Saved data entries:
━━━

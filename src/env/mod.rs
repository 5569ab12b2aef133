//! An in-memory model of the size-reporting surface of an embedded page.
//!
//! [`Window`] is the facade the override handler works against: the window and
//! screen size properties, `matchMedia`, the document head and resize
//! listeners. A page model is created for the true rendered size and can then
//! be made to report a simulated one.

use std::fmt;
use std::rc::Rc;

use url::Url;

use crate::media::{LayoutMedia, MediaMatcher, MediaQueryList};
use crate::size::Size;

pub mod document;
pub mod property;

pub use document::{Document, ElementId, HeadElement};
pub use property::{Property, PropertyError, SizeProperty};

/// Called with the window after every resize event.
pub type ResizeListener = Box<dyn FnMut(&Window)>;

pub struct Window {
    location: Url,
    layout: Size,
    inner_width: Property,
    inner_height: Property,
    screen_width: Property,
    screen_height: Property,
    document: Document,
    layout_media: Rc<LayoutMedia>,
    media: Rc<dyn MediaMatcher>,
    resize_listeners: Vec<ResizeListener>,
    override_depth: u32,
}

impl Window {
    /// A window laid out at `layout` on a screen of size `screen`.
    pub fn new(location: Url, layout: Size, screen: Size) -> Self {
        let layout_media = Rc::new(LayoutMedia::new(layout.width, layout.height));
        Self {
            location,
            layout,
            inner_width: Property::native(layout.width),
            inner_height: Property::native(layout.height),
            screen_width: Property::native(screen.width),
            screen_height: Property::native(screen.height),
            document: Document::new(),
            media: layout_media.clone(),
            layout_media,
            resize_listeners: Vec::new(),
            override_depth: 0,
        }
    }

    pub fn location(&self) -> &Url {
        &self.location
    }

    /// The size the page is really rendered at.
    pub fn layout(&self) -> Size {
        self.layout
    }

    pub fn inner_width(&self) -> u32 {
        self.inner_width.get()
    }

    pub fn inner_height(&self) -> u32 {
        self.inner_height.get()
    }

    pub fn screen_width(&self) -> u32 {
        self.screen_width.get()
    }

    pub fn screen_height(&self) -> u32 {
        self.screen_height.get()
    }

    pub fn property(&self, prop: SizeProperty) -> &Property {
        match prop {
            SizeProperty::InnerWidth => &self.inner_width,
            SizeProperty::InnerHeight => &self.inner_height,
            SizeProperty::ScreenWidth => &self.screen_width,
            SizeProperty::ScreenHeight => &self.screen_height,
        }
    }

    fn property_mut(&mut self, prop: SizeProperty) -> &mut Property {
        match prop {
            SizeProperty::InnerWidth => &mut self.inner_width,
            SizeProperty::InnerHeight => &mut self.inner_height,
            SizeProperty::ScreenWidth => &mut self.screen_width,
            SizeProperty::ScreenHeight => &mut self.screen_height,
        }
    }

    /// Plain assignment, e.g. `window.innerWidth = 10`. Read-only properties
    /// silently keep their value and `false` is returned.
    pub fn assign(&mut self, prop: SizeProperty, value: u32) -> bool {
        self.property_mut(prop).set(value)
    }

    /// Replaces the property descriptor and returns the previous one.
    ///
    /// Fails only if the current descriptor is not configurable.
    pub fn define_property(
        &mut self,
        prop: SizeProperty,
        descriptor: Property,
    ) -> Result<Property, PropertyError> {
        let slot = self.property_mut(prop);
        if !slot.is_configurable() {
            return Err(PropertyError(prop));
        }
        Ok(std::mem::replace(slot, descriptor))
    }

    pub fn document(&self) -> &Document {
        &self.document
    }

    pub fn document_mut(&mut self) -> &mut Document {
        &mut self.document
    }

    pub fn match_media(&self, query: &str) -> MediaQueryList {
        self.media.match_media(query)
    }

    pub fn media_matcher(&self) -> Rc<dyn MediaMatcher> {
        Rc::clone(&self.media)
    }

    /// Swaps the `matchMedia` implementation and returns the previous one.
    pub fn replace_media_matcher(&mut self, media: Rc<dyn MediaMatcher>) -> Rc<dyn MediaMatcher> {
        std::mem::replace(&mut self.media, media)
    }

    /// Number of viewport overrides currently stacked on this window.
    pub fn override_depth(&self) -> u32 {
        self.override_depth
    }

    pub(crate) fn push_override(&mut self) -> u32 {
        self.override_depth += 1;
        self.override_depth
    }

    /// Pops the override at `depth`, which must be the topmost one.
    pub(crate) fn pop_override(&mut self, depth: u32) -> bool {
        if depth != self.override_depth {
            return false;
        }
        self.override_depth -= 1;
        true
    }

    pub fn add_resize_listener(&mut self, listener: ResizeListener) {
        self.resize_listeners.push(listener);
    }

    /// Synchronously invokes every resize listener with the current state.
    pub fn dispatch_resize(&mut self) {
        let mut listeners = std::mem::take(&mut self.resize_listeners);
        for listener in listeners.iter_mut() {
            listener(self);
        }
        // listeners registered while dispatching go after the existing ones
        listeners.append(&mut self.resize_listeners);
        self.resize_listeners = listeners;
    }

    /// The embedding changed the real rendered size.
    ///
    /// Browser computed properties follow, overridden ones keep reporting
    /// their value. The native media evaluation follows as well, which a
    /// simulated matcher still delegates non-width queries to.
    pub fn resize_layout(&mut self, layout: Size) {
        self.layout = layout;
        self.inner_width.follow_layout(layout.width);
        self.inner_height.follow_layout(layout.height);
        self.layout_media.resize(layout.width, layout.height);
        self.dispatch_resize();
    }
}

impl fmt::Debug for Window {
    fn fmt(&self, f: &mut fmt::Formatter<'_>) -> fmt::Result {
        f.debug_struct("Window")
            .field("location", &self.location.as_str())
            .field("layout", &self.layout)
            .field("inner_width", &self.inner_width)
            .field("inner_height", &self.inner_height)
            .field("screen_width", &self.screen_width)
            .field("screen_height", &self.screen_height)
            .field("document", &self.document)
            .field("resize_listeners", &self.resize_listeners.len())
            .field("override_depth", &self.override_depth)
            .finish()
    }
}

━━━

Would you please copy every line of the data exactly?

filename src/env/mod.rs
repository 5569ab12b2aef133
//! An in-memory model of the size-reporting surface of an embedded page.
//!
//! [`Window`] is the facade the override handler works against: the window and
//! screen size properties, `matchMedia`, the document head and resize
//! listeners. A page model is created for the true rendered size and can then
//! be made to report a simulated one.

use std::fmt;
use std::rc::Rc;

use url::Url;

use crate::media::{LayoutMedia, MediaMatcher, MediaQueryList};
use crate::size::Size;

pub mod document;
pub mod property;

pub use document::{Document, ElementId, HeadElement};
pub use property::{Property, PropertyError, SizeProperty};

/// Called with the window after every resize event.
pub type ResizeListener = Box<dyn FnMut(&Window)>;

pub struct Window {
    location: Url,
    layout: Size,
    inner_width: Property,
    inner_height: Property,
    screen_width: Property,
    screen_height: Property,
    document: Document,
    layout_media: Rc<LayoutMedia>,
    media: Rc<dyn MediaMatcher>,
    resize_listeners: Vec<ResizeListener>,
    override_depth: u32,
}

impl Window {
    /// A window laid out at `layout` on a screen of size `screen`.
    pub fn new(location: Url, layout: Size, screen: Size) -> Self {
        let layout_media = Rc::new(LayoutMedia::new(layout.width, layout.height));
        Self {
            location,
            layout,
            inner_width: Property::native(layout.width),
            inner_height: Property::native(layout.height),
            screen_width: Property::native(screen.width),
            screen_height: Property::native(screen.height),
            document: Document::new(),
            media: layout_media.clone(),
            layout_media,
            resize_listeners: Vec::new(),
            override_depth: 0,
        }
    }

    pub fn location(&self) -> &Url {
        &self.location
    }

    /// The size the page is really rendered at.
    pub fn layout(&self) -> Size {
        self.layout
    }

    pub fn inner_width(&self) -> u32 {
        self.inner_width.get()
    }

    pub fn inner_height(&self) -> u32 {
        self.inner_height.get()
    }

    pub fn screen_width(&self) -> u32 {
        self.screen_width.get()
    }

    pub fn screen_height(&self) -> u32 {
        self.screen_height.get()
    }

    pub fn property(&self, prop: SizeProperty) -> &Property {
        match prop {
            SizeProperty::InnerWidth => &self.inner_width,
            SizeProperty::InnerHeight => &self.inner_height,
            SizeProperty::ScreenWidth => &self.screen_width,
            SizeProperty::ScreenHeight => &self.screen_height,
        }
    }

    fn property_mut(&mut self, prop: SizeProperty) -> &mut Property {
        match prop {
            SizeProperty::InnerWidth => &mut self.inner_width,
            SizeProperty::InnerHeight => &mut self.inner_height,
            SizeProperty::ScreenWidth => &mut self.screen_width,
            SizeProperty::ScreenHeight => &mut self.screen_height,
        }
    }

    /// Plain assignment, e.g. `window.innerWidth = 10`. Read-only properties
    /// silently keep their value and `false` is returned.
    pub fn assign(&mut self, prop: SizeProperty, value: u32) -> bool {
        self.property_mut(prop).set(value)
    }

    /// Replaces the property descriptor and returns the previous one.
    ///
    /// Fails only if the current descriptor is not configurable.
    pub fn define_property(
        &mut self,
        prop: SizeProperty,
        descriptor: Property,
    ) -> Result<Property, PropertyError> {
        let slot = self.property_mut(prop);
        if !slot.is_configurable() {
            return Err(PropertyError(prop));
        }
        Ok(std::mem::replace(slot, descriptor))
    }

    pub fn document(&self) -> &Document {
        &self.document
    }

    pub fn document_mut(&mut self) -> &mut Document {
        &mut self.document
    }

    pub fn match_media(&self, query: &str) -> MediaQueryList {
        self.media.match_media(query)
    }

    pub fn media_matcher(&self) -> Rc<dyn MediaMatcher> {
        Rc::clone(&self.media)
    }

    /// Swaps the `matchMedia` implementation and returns the previous one.
    pub fn replace_media_matcher(&mut self, media: Rc<dyn MediaMatcher>) -> Rc<dyn MediaMatcher> {
        std::mem::replace(&mut self.media, media)
    }

    /// Number of viewport overrides currently stacked on this window.
    pub fn override_depth(&self) -> u32 {
        self.override_depth
    }

    pub(crate) fn push_override(&mut self) -> u32 {
        self.override_depth += 1;
        self.override_depth
    }

    /// Pops the override at `depth`, which must be the topmost one.
    pub(crate) fn pop_override(&mut self, depth: u32) -> bool {
        if depth != self.override_depth {
            return false;
        }
        self.override_depth -= 1;
        true
    }

    pub fn add_resize_listener(&mut self, listener: ResizeListener) {
        self.resize_listeners.push(listener);
    }

    /// Synchronously invokes every resize listener with the current state.
    pub fn dispatch_resize(&mut self) {
        let mut listeners = std::mem::take(&mut self.resize_listeners);
        for listener in listeners.iter_mut() {
            listener(self);
        }
        // listeners registered while dispatching go after the existing ones
        listeners.append(&mut self.resize_listeners);
        self.resize_listeners = listeners;
    }

    /// The embedding changed the real rendered size.
    ///
    /// Browser computed properties follow, overridden ones keep reporting
    /// their value. The native media evaluation follows as well, which a
    /// simulated matcher still delegates non-width queries to.
    pub fn resize_layout(&mut self, layout: Size) {
        self.layout = layout;
        self.inner_width.follow_layout(layout.width);
        self.inner_height.follow_layout(layout.height);
        self.layout_media.resize(layout.width, layout.height);
        self.dispatch_resize();
    }
}

impl fmt::Debug for Window {
    fn fmt(&self, f: &mut fmt::Formatter<'_>) -> fmt::Result {
        f.debug_struct("Window")
            .field("location", &self.location.as_str())
            .field("layout", &self.layout)
            .field("inner_width", &self.inner_width)
            .field("inner_height", &self.inner_height)
            .field("screen_width", &self.screen_width)
            .field("screen_height", &self.screen_height)
            .field("document", &self.document)
            .field("resize_listeners", &self.resize_listeners.len())
            .field("override_depth", &self.override_depth)
            .finish()
    }
}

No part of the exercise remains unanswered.